ラベンダーと星空の約束
 


それに、たまに見せるあの笑顔は反則だよねー。

どうやったらあんなキラキラした笑顔が作れるのか…

鏡の前で練習してみたけど、僕には無理だったよ。



鈍感過ぎてイライラする性格も、慣れてしまえば可愛いもんだし…



つまり、紫ちゃんは僕の理想に限りなく近い女の子だけど、彼女に惚れる事は絶対にない。



僕って結構友情を大切にするタイプだし、

大ちゃんがどれだけ紫ちゃんを必要としてるのか…

本人さえ気づいていない最初からそれを感じていたし。



だから絶対に紫ちゃんに恋はしない…
と常々自分に言い聞かせて生活している。



まぁ、仮に彼女に惚れたとしても、大ちゃんに敵う訳ないから、何にも変わらないけどさ。

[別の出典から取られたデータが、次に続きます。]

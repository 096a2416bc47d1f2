// src/db/user_repo.rs

use chrono::{DateTime, Utc};
use sqlx::PgPool;
use uuid::Uuid;

use crate::{
    common::error::AppError,
    models::{auth::User, rbac::Role},
};

// Linha crua da tabela: o cargo chega como TEXT e é convertido no enum
// aqui, num único lugar. Cargo desconhecido no banco é erro de dados.
#[derive(sqlx::FromRow)]
struct UserRow {
    id: Uuid,
    email: String,
    password_hash: String,
    full_name: String,
    role: String,
    is_active: bool,
    created_at: DateTime<Utc>,
    updated_at: DateTime<Utc>,
}

impl UserRow {
    fn into_user(self) -> Result<User, AppError> {
        let role = Role::from_str(&self.role).ok_or_else(|| {
            AppError::InternalServerError(anyhow::anyhow!(
                "Cargo desconhecido '{}' no usuário {}",
                self.role,
                self.id
            ))
        })?;

        Ok(User {
            id: self.id,
            email: self.email,
            password_hash: self.password_hash,
            full_name: self.full_name,
            role,
            is_active: self.is_active,
            created_at: self.created_at,
            updated_at: self.updated_at,
        })
    }
}

const USER_COLUMNS: &str =
    "id, email, password_hash, full_name, role, is_active, created_at, updated_at";

#[derive(Clone)]
pub struct UserRepository {
    pool: PgPool,
}

impl UserRepository {
    pub fn new(pool: PgPool) -> Self {
        Self { pool }
    }

    pub async fn create_user(
        &self,
        email: &str,
        password_hash: &str,
        full_name: &str,
        role: Role,
    ) -> Result<User, AppError> {
        let sql = format!(
            "INSERT INTO users (email, password_hash, full_name, role)
             VALUES ($1, $2, $3, $4)
             RETURNING {USER_COLUMNS}"
        );

        let row = sqlx::query_as::<_, UserRow>(&sql)
            .bind(email)
            .bind(password_hash)
            .bind(full_name)
            .bind(role.as_str())
            .fetch_one(&self.pool)
            .await
            .map_err(|e| {
                if let sqlx::Error::Database(db_err) = &e {
                    if db_err.is_unique_violation() {
                        return AppError::EmailAlreadyExists;
                    }
                }
                e.into()
            })?;

        row.into_user()
    }

    pub async fn find_by_email(&self, email: &str) -> Result<Option<User>, AppError> {
        let sql = format!("SELECT {USER_COLUMNS} FROM users WHERE email = $1");

        let row = sqlx::query_as::<_, UserRow>(&sql)
            .bind(email)
            .fetch_optional(&self.pool)
            .await?;

        row.map(UserRow::into_user).transpose()
    }

    pub async fn find_by_id(&self, id: Uuid) -> Result<Option<User>, AppError> {
        let sql = format!("SELECT {USER_COLUMNS} FROM users WHERE id = $1");

        let row = sqlx::query_as::<_, UserRow>(&sql)
            .bind(id)
            .fetch_optional(&self.pool)
            .await?;

        row.map(UserRow::into_user).transpose()
    }

    pub async fn list_users(&self) -> Result<Vec<User>, AppError> {
        let sql = format!("SELECT {USER_COLUMNS} FROM users ORDER BY full_name");

        let rows = sqlx::query_as::<_, UserRow>(&sql)
            .fetch_all(&self.pool)
            .await?;

        rows.into_iter().map(UserRow::into_user).collect()
    }

    /// Atualização parcial de cargo e status.
    pub async fn update_user(
        &self,
        id: Uuid,
        role: Option<Role>,
        is_active: Option<bool>,
    ) -> Result<User, AppError> {
        let sql = format!(
            "UPDATE users
             SET role = COALESCE($2, role),
                 is_active = COALESCE($3, is_active),
                 updated_at = now()
             WHERE id = $1
             RETURNING {USER_COLUMNS}"
        );

        let row = sqlx::query_as::<_, UserRow>(&sql)
            .bind(id)
            .bind(role.map(|r| r.as_str()))
            .bind(is_active)
            .fetch_optional(&self.pool)
            .await?
            .ok_or_else(|| AppError::NotFound("Usuário".to_string()))?;

        row.into_user()
    }
}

僕はそうやって上手く自分の心をコントロールしてるけど、

思春期の少年少女の中には、抑制の出来ない突っ走り屋が結構いるんだよね……



紫ちゃんをお姫様抱っこで走る大ちゃんを見て、

諦めの溜息をついている女の子が大半を占めるけど、

たまに、ギラギラした嫉妬の目で、睨んでいる子もいる。



鈍感な紫ちゃんにそんな視線を向けても、

“暖簾(ノレン)に腕押し”
“馬耳東風”なんだけど、

危険な事にならなきゃいいと、気にしていたんだ。



そんな矢先こんな事があった……




 ◇


ある日の放課後、

僕と大ちゃんは、いつもの様に帰り支度をして、紫ちゃんのクラス1-Bに迎えに行った。